──────── Provided information

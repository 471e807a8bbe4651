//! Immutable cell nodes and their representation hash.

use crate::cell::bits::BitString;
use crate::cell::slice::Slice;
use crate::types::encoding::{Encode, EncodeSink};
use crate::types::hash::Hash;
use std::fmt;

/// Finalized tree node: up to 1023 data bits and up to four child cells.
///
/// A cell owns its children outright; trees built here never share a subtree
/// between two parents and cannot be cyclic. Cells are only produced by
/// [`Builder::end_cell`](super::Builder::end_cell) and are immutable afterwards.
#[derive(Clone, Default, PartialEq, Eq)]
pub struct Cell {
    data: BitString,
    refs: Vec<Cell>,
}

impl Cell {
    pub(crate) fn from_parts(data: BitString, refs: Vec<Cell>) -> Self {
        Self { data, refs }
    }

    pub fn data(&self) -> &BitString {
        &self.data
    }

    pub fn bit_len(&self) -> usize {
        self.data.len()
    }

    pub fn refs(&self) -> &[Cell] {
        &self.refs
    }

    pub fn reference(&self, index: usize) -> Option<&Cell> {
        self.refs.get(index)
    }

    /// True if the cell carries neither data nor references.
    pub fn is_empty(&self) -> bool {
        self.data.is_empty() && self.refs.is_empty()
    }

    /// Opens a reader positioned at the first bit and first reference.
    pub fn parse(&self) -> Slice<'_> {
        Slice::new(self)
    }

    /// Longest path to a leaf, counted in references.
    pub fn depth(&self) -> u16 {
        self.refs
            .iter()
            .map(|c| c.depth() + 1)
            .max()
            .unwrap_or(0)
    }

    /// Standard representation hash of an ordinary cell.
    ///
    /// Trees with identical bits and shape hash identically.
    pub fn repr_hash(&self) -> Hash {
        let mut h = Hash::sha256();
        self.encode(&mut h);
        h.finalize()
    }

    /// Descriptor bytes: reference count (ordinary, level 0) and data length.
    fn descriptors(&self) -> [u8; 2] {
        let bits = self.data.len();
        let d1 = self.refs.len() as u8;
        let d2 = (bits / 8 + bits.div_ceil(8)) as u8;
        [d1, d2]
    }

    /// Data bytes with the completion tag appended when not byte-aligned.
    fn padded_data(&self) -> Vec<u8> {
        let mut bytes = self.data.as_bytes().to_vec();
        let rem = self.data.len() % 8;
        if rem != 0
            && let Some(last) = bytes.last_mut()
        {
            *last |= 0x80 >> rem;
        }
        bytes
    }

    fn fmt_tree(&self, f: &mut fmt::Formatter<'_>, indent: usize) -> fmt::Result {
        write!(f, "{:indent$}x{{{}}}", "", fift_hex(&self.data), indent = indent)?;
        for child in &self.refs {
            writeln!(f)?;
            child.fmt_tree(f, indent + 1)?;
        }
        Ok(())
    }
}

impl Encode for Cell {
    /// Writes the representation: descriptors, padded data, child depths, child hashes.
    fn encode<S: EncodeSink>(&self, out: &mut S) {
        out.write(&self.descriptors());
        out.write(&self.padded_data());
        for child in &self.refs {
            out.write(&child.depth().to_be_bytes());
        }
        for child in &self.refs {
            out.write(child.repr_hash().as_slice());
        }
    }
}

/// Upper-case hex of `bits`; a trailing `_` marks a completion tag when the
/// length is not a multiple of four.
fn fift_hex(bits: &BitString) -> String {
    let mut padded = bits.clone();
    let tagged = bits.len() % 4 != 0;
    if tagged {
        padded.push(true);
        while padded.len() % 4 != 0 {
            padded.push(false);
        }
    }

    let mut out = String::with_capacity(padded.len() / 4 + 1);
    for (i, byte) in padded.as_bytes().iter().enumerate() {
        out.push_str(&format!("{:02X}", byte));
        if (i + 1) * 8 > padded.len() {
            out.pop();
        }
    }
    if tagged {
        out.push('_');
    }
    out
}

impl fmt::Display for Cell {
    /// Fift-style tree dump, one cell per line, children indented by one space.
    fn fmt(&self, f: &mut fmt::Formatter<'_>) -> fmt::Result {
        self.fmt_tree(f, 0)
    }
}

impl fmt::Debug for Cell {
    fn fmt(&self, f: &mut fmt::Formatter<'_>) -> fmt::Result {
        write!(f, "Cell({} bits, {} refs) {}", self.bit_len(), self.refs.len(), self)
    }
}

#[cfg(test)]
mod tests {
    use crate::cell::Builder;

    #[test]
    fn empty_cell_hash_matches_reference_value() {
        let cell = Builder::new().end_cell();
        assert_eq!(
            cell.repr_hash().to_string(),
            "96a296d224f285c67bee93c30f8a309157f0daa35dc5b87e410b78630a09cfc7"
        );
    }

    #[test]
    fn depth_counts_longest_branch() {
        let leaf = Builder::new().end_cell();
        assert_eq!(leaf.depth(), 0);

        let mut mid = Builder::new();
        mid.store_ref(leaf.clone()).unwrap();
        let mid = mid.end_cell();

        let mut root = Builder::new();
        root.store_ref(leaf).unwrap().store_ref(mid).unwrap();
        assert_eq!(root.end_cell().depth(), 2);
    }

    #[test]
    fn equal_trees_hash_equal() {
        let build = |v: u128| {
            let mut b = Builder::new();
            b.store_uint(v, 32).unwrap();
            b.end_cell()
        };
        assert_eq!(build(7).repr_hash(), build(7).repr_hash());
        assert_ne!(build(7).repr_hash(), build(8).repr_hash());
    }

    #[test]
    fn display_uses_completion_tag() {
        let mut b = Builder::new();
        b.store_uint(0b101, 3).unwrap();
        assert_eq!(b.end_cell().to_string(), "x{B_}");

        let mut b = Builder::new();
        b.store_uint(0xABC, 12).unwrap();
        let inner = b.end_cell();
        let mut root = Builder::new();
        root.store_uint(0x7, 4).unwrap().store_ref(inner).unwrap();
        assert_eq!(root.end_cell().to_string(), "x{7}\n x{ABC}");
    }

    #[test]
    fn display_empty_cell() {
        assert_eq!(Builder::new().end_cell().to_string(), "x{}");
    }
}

────────────────

• _Work request_: The lines holding the word "last" are the answer. Pull them out of the records and copy them.

• _Result for this exercise_:
            && let Some(last) = bytes.last_mut()
            *last |= 0x80 >> rem;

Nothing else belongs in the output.